GOAL OF THE EXERCISE:
Please return the lines below verbatim, beginning at the one that has "every listable entity." and stopping after the one that has "async fn create(&self, new_item: NewItem)", and add no other lines.

[[ THE RECORDS open ]]

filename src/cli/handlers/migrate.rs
//! Migrate command handler

use crate::config::StoreBackend;
use crate::config::settings::Settings;
use crate::db::{pending_migrations, revert_migrations, run_pending_migrations};
use crate::error::{AppError, AppResult};

pub struct MigrateCommandHandler {
    config: Settings,
}

impl MigrateCommandHandler {
    pub fn new(config: Settings) -> Self {
        Self { config }
    }

    /// Apply pending migrations, list them (`dry_run`), or revert the last
    /// `rollback` ones.
    ///
    /// # Errors
    /// - `Validation` when the configured backend is not postgres
    /// - Database connection or migration errors
    pub async fn execute(&self, dry_run: bool, rollback: Option<u32>) -> AppResult<()> {
        if self.config.database.backend != StoreBackend::Postgres {
            return Err(AppError::validation(
                "database.backend",
                "Migrations need the postgres backend",
            ));
        }
        self.config.database.validate()?;
        let url = &self.config.database.url;

        if dry_run {
            let pending = pending_migrations(url).await?;
            if pending.is_empty() {
                println!("✓ No pending migrations found - database is up to date");
            } else {
                println!("Found {} pending migration(s):", pending.len());
                for name in &pending {
                    println!("  - {name}");
                }
                println!("\nRun without --dry-run to apply these migrations");
            }
            return Ok(());
        }

        if let Some(steps) = rollback {
            println!("Rolling back {steps} migration(s)...");
            let reverted = revert_migrations(url, steps).await?;
            println!("✓ Rolled back {reverted} migration(s)");
            return Ok(());
        }

        println!("Running database migrations...");
        let applied = run_pending_migrations(url).await?;
        if applied.is_empty() {
            println!("✓ No migrations to apply - database is already up to date");
        } else {
            println!("✓ Applied {} migration(s):", applied.len());
            for version in &applied {
                println!("  - {version}");
            }
        }

        Ok(())
    }
}
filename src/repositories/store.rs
//! Persistence contracts.

use async_trait::async_trait;

use crate::common::{ItemQuery, Window};
use crate::error::AppResult;
use crate::models::{Item, NewItem, UpdateItem};

/// Read side shared by every listable entity.
///
/// [`crate::common::paginate`] is written against this trait only.
#[async_trait]
pub trait EntityStore: Send + Sync {
    type Entity: Send;
    type Query: Send + Sync;

    /// Number of rows matching the query's filter; ordering is ignored.
    async fn count(&self, query: &Self::Query) -> AppResult<u64>;

    /// Rows matching the query in its order, restricted to `window` when
    /// given.
    async fn fetch(&self, query: &Self::Query, window: Option<Window>)
    -> AppResult<Vec<Self::Entity>>;
}

/// Full CRUD contract for items.
#[async_trait]
pub trait ItemStore: EntityStore<Entity = Item, Query = ItemQuery> {
    async fn find_by_id(&self, id: i32) -> AppResult<Option<Item>>;

    /// Persist a new item; the store assigns `id` and both timestamps.
    async fn create(&self, new_item: NewItem) -> AppResult<Item>;

    /// Apply the supplied fields and refresh `updated_at`.
    ///
    /// `Ok(None)` when no item has this id.
    async fn update(&self, id: i32, changes: UpdateItem) -> AppResult<Option<Item>>;

    /// `Ok(false)` when no item has this id.
    async fn delete(&self, id: i32) -> AppResult<bool>;
}
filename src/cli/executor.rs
//! Dispatches a parsed command once configuration is settled.

use super::handlers::{
    InfoCommandHandler, ItemsCommandHandler, MigrateCommandHandler, ServeCommandHandler,
};
use super::parser::{Cli, Commands};
use crate::config::Environment;
use crate::config::settings::Settings;

/// Run the command `cli` names; no subcommand means `serve`.
pub async fn execute_command(cli: &Cli, settings: Settings) -> anyhow::Result<()> {
    cli.validate().map_err(anyhow::Error::msg)?;

    match &cli.command {
        Some(Commands::Serve { dry_run, .. }) => {
            ServeCommandHandler::new(settings).execute(*dry_run).await
        }
        None => ServeCommandHandler::new(settings).execute(false).await,
        Some(Commands::Migrate { dry_run, rollback }) => {
            if let Some(steps) = rollback
                && *steps > 50
            {
                tracing::warn!(steps, "Rolling back a large number of migrations");
            }
            MigrateCommandHandler::new(settings)
                .execute(*dry_run, *rollback)
                .await?;
            Ok(())
        }
        Some(Commands::Info) => {
            let environment = cli.env.map(Into::into).unwrap_or_else(Environment::from_env);
            InfoCommandHandler::new(settings, environment).execute();
            Ok(())
        }
        Some(Commands::SeedDb { count }) => {
            ItemsCommandHandler::connect(&settings).await?.seed(*count).await?;
            Ok(())
        }
        Some(Commands::ListItems { limit }) => {
            ItemsCommandHandler::connect(&settings).await?.list(*limit).await?;
            Ok(())
        }
        Some(Commands::CountItems) => {
            ItemsCommandHandler::connect(&settings).await?.count().await?;
            Ok(())
        }
        Some(Commands::ClearItems { yes }) => {
            let handler = ItemsCommandHandler::connect(&settings).await?;
            handler.clear(*yes, &mut std::io::stdin().lock()).await?;
            Ok(())
        }
    }
}
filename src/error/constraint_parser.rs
use std::sync::OnceLock;

use diesel::result::DatabaseErrorInformation;
use regex::Regex;

/// Extracts entity/field/value triples from PostgreSQL constraint violations.
///
/// PostgreSQL reports most of this through structured error fields
/// (`table_name`, `column_name`, `DETAIL`); the message text is only parsed
/// when those are absent.
pub struct ConstraintParser;

/// Borrowed view of the error fields the parser looks at.
#[derive(Debug, Clone, Copy, Default)]
pub struct ViolationContext<'a> {
    pub message: &'a str,
    pub details: Option<&'a str>,
    pub table: Option<&'a str>,
    pub column: Option<&'a str>,
    pub constraint: Option<&'a str>,
}

impl<'a> ViolationContext<'a> {
    pub fn from_info(info: &'a dyn DatabaseErrorInformation) -> Self {
        Self {
            message: info.message(),
            details: info.details(),
            table: info.table_name(),
            column: info.column_name(),
            constraint: info.constraint_name(),
        }
    }
}

/// What a constraint violation was about.
#[derive(Debug, Clone, PartialEq, Eq)]
pub struct Violation {
    pub entity: String,
    pub field: String,
    pub value: Option<String>,
}

struct Patterns {
    key_value: Regex,
    column: Regex,
    relation: Regex,
}

static PATTERNS: OnceLock<Patterns> = OnceLock::new();

const CONSTRAINT_SUFFIXES: &[&str] = &["_fkey", "_pkey", "_key", "_check", "_idx", "_not_null"];

impl ConstraintParser {
    fn patterns() -> &'static Patterns {
        PATTERNS.get_or_init(|| Patterns {
            // Key (item_id)=(42)
            key_value: Regex::new(r"Key \(([^)]+)\)=\(([^)]*)\)").expect("static pattern"),
            column: Regex::new(r#"column "([^"]+)""#).expect("static pattern"),
            relation: Regex::new(r#"(?:relation|table) "([^"]+)""#).expect("static pattern"),
        })
    }

    /// Resolve the violated entity and field, or `None` when no field can
    /// be identified.
    pub fn parse(ctx: &ViolationContext<'_>) -> Option<Violation> {
        let key_value = ctx
            .details
            .and_then(Self::extract_key_value)
            .or_else(|| Self::extract_key_value(ctx.message));

        let from_constraint = ctx
            .constraint
            .and_then(|c| Self::split_constraint_name(c, ctx.table));

        let entity = ctx
            .table
            .map(str::to_string)
            .or_else(|| Self::extract_relation(ctx.message))
            .or_else(|| from_constraint.as_ref().map(|(e, _)| e.clone()))
            .unwrap_or_else(|| "resource".to_string());

        let field = ctx
            .column
            .map(str::to_string)
            .or_else(|| key_value.as_ref().map(|(f, _)| f.clone()))
            .or_else(|| Self::extract_column(ctx.message))
            .or_else(|| from_constraint.map(|(_, f)| f))?;

        Some(Violation {
            entity,
            field,
            value: key_value.map(|(_, v)| v),
        })
    }

    /// Split a conventional constraint name into `(table, column)`.
    ///
    /// `subitems_item_id_fkey` with a known table `subitems` yields
    /// `("subitems", "item_id")`; without the table the first segment is
    /// taken as the table name.
    pub fn split_constraint_name(constraint: &str, table: Option<&str>) -> Option<(String, String)> {
        let stem = CONSTRAINT_SUFFIXES
            .iter()
            .find_map(|suffix| constraint.strip_suffix(suffix))?;

        let (entity, field) = match table {
            Some(table) => (table, stem.strip_prefix(table)?.strip_prefix('_')?),
            None => stem.split_once('_')?,
        };

        if entity.is_empty() || field.is_empty() {
            return None;
        }
        Some((entity.to_string(), field.to_string()))
    }

    pub fn extract_key_value(text: &str) -> Option<(String, String)> {
        Self::patterns().key_value.captures(text).and_then(|caps| {
            Some((caps.get(1)?.as_str().to_string(), caps.get(2)?.as_str().to_string()))
        })
    }

    pub fn extract_column(text: &str) -> Option<String> {
        Self::patterns()
            .column
            .captures(text)
            .and_then(|caps| caps.get(1))
            .map(|m| m.as_str().to_string())
    }

    pub fn extract_relation(text: &str) -> Option<String> {
        Self::patterns()
            .relation
            .captures(text)
            .and_then(|caps| caps.get(1))
            .map(|m| m.as_str().to_string())
    }
}

#[cfg(test)]
mod tests {
    use super::*;

    #[test]
    fn test_parse_prefers_structured_fields() {
        let ctx = ViolationContext {
            message: "insert or update on table \"subitems\" violates foreign key constraint \"subitems_item_id_fkey\"",
            details: Some("Key (item_id)=(999) is not present in table \"items\"."),
            table: Some("subitems"),
            column: None,
            constraint: Some("subitems_item_id_fkey"),
        };

        let violation = ConstraintParser::parse(&ctx).unwrap();
        assert_eq!(violation.entity, "subitems");
        assert_eq!(violation.field, "item_id");
        assert_eq!(violation.value.as_deref(), Some("999"));
    }

    #[test]
    fn test_parse_not_null_from_message_only() {
        let ctx = ViolationContext {
            message: "null value in column \"title\" of relation \"items\" violates not-null constraint",
            ..Default::default()
        };

        let violation = ConstraintParser::parse(&ctx).unwrap();
        assert_eq!(violation.entity, "items");
        assert_eq!(violation.field, "title");
        assert_eq!(violation.value, None);
    }

    #[test]
    fn test_parse_check_from_constraint_name() {
        let ctx = ViolationContext {
            message: "new row violates check constraint \"items_title_check\"",
            constraint: Some("items_title_check"),
            ..Default::default()
        };

        let violation = ConstraintParser::parse(&ctx).unwrap();
        assert_eq!(violation.entity, "items");
        assert_eq!(violation.field, "title");
    }

    #[test]
    fn test_parse_without_any_field_information() {
        let ctx = ViolationContext {
            message: "something went wrong",
            ..Default::default()
        };
        assert_eq!(ConstraintParser::parse(&ctx), None);
    }

    #[test]
    fn test_split_constraint_name() {
        assert_eq!(
            ConstraintParser::split_constraint_name("subitems_item_id_fkey", Some("subitems")),
            Some(("subitems".to_string(), "item_id".to_string()))
        );
        assert_eq!(
            ConstraintParser::split_constraint_name("items_title_key", None),
            Some(("items".to_string(), "title".to_string()))
        );
        assert_eq!(
            ConstraintParser::split_constraint_name("sub_items_name_key", Some("sub_items")),
            Some(("sub_items".to_string(), "name".to_string()))
        );
        assert_eq!(ConstraintParser::split_constraint_name("items_pkey", None), None);
        assert_eq!(ConstraintParser::split_constraint_name("invalid", None), None);
    }

    #[test]
    fn test_extract_helpers() {
        assert_eq!(
            ConstraintParser::extract_key_value("Key (title)=(Apple) already exists."),
            Some(("title".to_string(), "Apple".to_string()))
        );
        assert_eq!(
            ConstraintParser::extract_column("null value in column \"name\""),
            Some("name".to_string())
        );
        assert_eq!(
            ConstraintParser::extract_relation("insert or update on table \"subitems\""),
            Some("subitems".to_string())
        );
        assert_eq!(ConstraintParser::extract_column("no column here"), None);
    }
}
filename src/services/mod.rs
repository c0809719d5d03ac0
//! Service layer for business logic operations.
//!
//! Services encapsulate business logic and coordinate between
//! stores, the file system and the task queue on behalf of handlers.

mod file_service;
mod item_service;

pub use file_service::{FileEntry, FileService, StoredFile};
pub use item_service::ItemService;

use crate::config::FilesConfig;
use crate::repositories::Repositories;
use crate::tasks::TaskQueue;

/// Aggregates all services for convenient access.
///
/// Cloning is cheap: stores sit behind `Arc` and the queue handle is shared.
#[derive(Clone)]
pub struct Services {
    pub items: ItemService,
    pub files: FileService,
    pub tasks: TaskQueue,
}

impl Services {
    pub fn new(repos: Repositories, files: &FilesConfig, tasks: TaskQueue) -> Self {
        Self {
            items: ItemService::new(repos.items),
            files: FileService::new(files),
            tasks,
        }
    }
}
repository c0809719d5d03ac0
use diesel::prelude::*;
use jiff::Timestamp;

/// Longest title the `items.title` column accepts, in characters
pub const TITLE_MAX_LEN: usize = 255;

/// A stored item.
///
/// `id` and both timestamps are assigned by the store.
#[derive(Debug, Clone, PartialEq, Eq)]
pub struct Item {
    pub id: i32,
    pub title: String,
    pub description: Option<String>,
    pub is_active: bool,
    pub created_at: Timestamp,
    pub updated_at: Timestamp,
}

/// Row shape of the `items` table
#[derive(Debug, Queryable, Selectable, Clone)]
#[diesel(table_name = crate::schema::items)]
#[diesel(check_for_backend(diesel::pg::Pg))]
pub struct ItemRow {
    pub id: i32,
    pub title: String,
    pub description: Option<String>,
    pub is_active: bool,
    pub created_at: jiff_diesel::Timestamp,
    pub updated_at: jiff_diesel::Timestamp,
}

impl From<ItemRow> for Item {
    fn from(row: ItemRow) -> Self {
        Self {
            id: row.id,
            title: row.title,
            description: row.description,
            is_active: row.is_active,
            created_at: row.created_at.to_jiff(),
            updated_at: row.updated_at.to_jiff(),
        }
    }
}

/// Fields accepted when creating an item; timestamps come from column defaults.
#[derive(Debug, Insertable, Clone, PartialEq, Eq)]
#[diesel(table_name = crate::schema::items)]
pub struct NewItem {
    pub title: String,
    pub description: Option<String>,
    pub is_active: bool,
}

impl NewItem {
    /// An active item with no description
    pub fn new(title: impl Into<String>) -> Self {
        Self {
            title: title.into(),
            description: None,
            is_active: true,
        }
    }

    pub fn with_description(mut self, description: impl Into<String>) -> Self {
        self.description = Some(description.into());
        self
    }

    pub fn active(mut self, is_active: bool) -> Self {
        self.is_active = is_active;
        self
    }
}

/// Partial update: `None` leaves a field untouched.
///
/// `description` is doubly optional so a caller can clear it with
/// `Some(None)`.
#[derive(Debug, Clone, Default, PartialEq, Eq)]
pub struct UpdateItem {
    pub title: Option<String>,
    pub description: Option<Option<String>>,
    pub is_active: Option<bool>,
}

impl UpdateItem {
    pub fn is_empty(&self) -> bool {
        self.title.is_none() && self.description.is_none() && self.is_active.is_none()
    }

    /// Apply the supplied fields to `item` in place
    pub fn apply_to(&self, item: &mut Item) {
        if let Some(title) = &self.title {
            item.title = title.clone();
        }
        if let Some(description) = &self.description {
            item.description = description.clone();
        }
        if let Some(is_active) = self.is_active {
            item.is_active = is_active;
        }
    }

    /// Diesel changeset stamped with the new `updated_at`
    pub fn into_changeset(self, updated_at: Timestamp) -> ItemChangeset {
        ItemChangeset {
            title: self.title,
            description: self.description,
            is_active: self.is_active,
            updated_at: jiff_diesel::Timestamp::from(updated_at),
        }
    }
}

#[derive(Debug, AsChangeset, Clone)]
#[diesel(table_name = crate::schema::items)]
pub struct ItemChangeset {
    pub title: Option<String>,
    pub description: Option<Option<String>>,
    pub is_active: Option<bool>,
    pub updated_at: jiff_diesel::Timestamp,
}

#[cfg(test)]
mod tests {
    use super::*;

    fn sample_item() -> Item {
        let now = Timestamp::now();
        Item {
            id: 1,
            title: "Sample".to_string(),
            description: Some("first".to_string()),
            is_active: true,
            created_at: now,
            updated_at: now,
        }
    }

    #[test]
    fn test_new_item_defaults_to_active() {
        let item = NewItem::new("Sample");
        assert!(item.is_active);
        assert_eq!(item.description, None);

        let item = NewItem::new("Sample").with_description("d").active(false);
        assert!(!item.is_active);
        assert_eq!(item.description.as_deref(), Some("d"));
    }

    #[test]
    fn test_update_applies_only_supplied_fields() {
        let mut item = sample_item();
        let update = UpdateItem {
            title: Some("Renamed".to_string()),
            ..Default::default()
        };

        update.apply_to(&mut item);
        assert_eq!(item.title, "Renamed");
        assert_eq!(item.description.as_deref(), Some("first"));
        assert!(item.is_active);
    }

    #[test]
    fn test_update_can_clear_description() {
        let mut item = sample_item();
        let update = UpdateItem {
            description: Some(None),
            ..Default::default()
        };

        assert!(!update.is_empty());
        update.apply_to(&mut item);
        assert_eq!(item.description, None);
    }

    #[test]
    fn test_empty_update() {
        assert!(UpdateItem::default().is_empty());
    }
}
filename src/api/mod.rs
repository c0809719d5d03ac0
//! API module for HTTP handlers, middleware, and DTOs.
//!
//! This module provides the HTTP API layer for the application,
//! including request handlers, middleware components, and data transfer objects.

pub mod doc;
pub mod dto;
pub mod handlers;
pub mod middleware;
pub mod routes;
//! Contact form submission.

use axum::{Form, Json, http::StatusCode};
use utoipa_axum::router::OpenApiRouter;
use utoipa_axum::routes;
use validator::Validate;

use crate::api::doc::CONTACT_TAG;
use crate::api::dto::{ContactForm, ContactResponse, ContactSubmission};
use crate::state::AppState;

pub fn contact_routes() -> OpenApiRouter<AppState> {
    OpenApiRouter::new().routes(routes!(submit_contact))
}

/// POST /contact - Validate a contact form submission
///
/// Nothing is persisted or sent; the accepted data is echoed back.
#[utoipa::path(
    post,
    path = "/contact",
    tag = CONTACT_TAG,
    request_body(content = ContactForm, content_type = "application/x-www-form-urlencoded"),
    responses(
        (status = 200, description = "Submission accepted", body = ContactResponse),
        (status = 422, description = "One or more fields are invalid", body = ContactResponse)
    )
)]
pub async fn submit_contact(Form(form): Form<ContactForm>) -> (StatusCode, Json<ContactResponse>) {
    if let Err(errors) = form.validate() {
        tracing::debug!(fields = errors.field_errors().len(), "Contact form rejected");
        return (
            StatusCode::UNPROCESSABLE_ENTITY,
            Json(ContactResponse::rejected(&errors)),
        );
    }

    let submission = ContactSubmission::from(form);
    tracing::info!(email = %submission.email, "Contact form submitted");
    (StatusCode::OK, Json(ContactResponse::accepted(submission)))
}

[[ THE RECORDS closed ]]

ANSWER SECTION:
/// Read side shared by every listable entity.
///
/// [`crate::common::paginate`] is written against this trait only.
#[async_trait]
pub trait EntityStore: Send + Sync {
    type Entity: Send;
    type Query: Send + Sync;

    /// Number of rows matching the query's filter; ordering is ignored.
    async fn count(&self, query: &Self::Query) -> AppResult<u64>;

    /// Rows matching the query in its order, restricted to `window` when
    /// given.
    async fn fetch(&self, query: &Self::Query, window: Option<Window>)
    -> AppResult<Vec<Self::Entity>>;
}

/// Full CRUD contract for items.
#[async_trait]
pub trait ItemStore: EntityStore<Entity = Item, Query = ItemQuery> {
    async fn find_by_id(&self, id: i32) -> AppResult<Option<Item>>;

    /// Persist a new item; the store assigns `id` and both timestamps.
    async fn create(&self, new_item: NewItem) -> AppResult<Item>;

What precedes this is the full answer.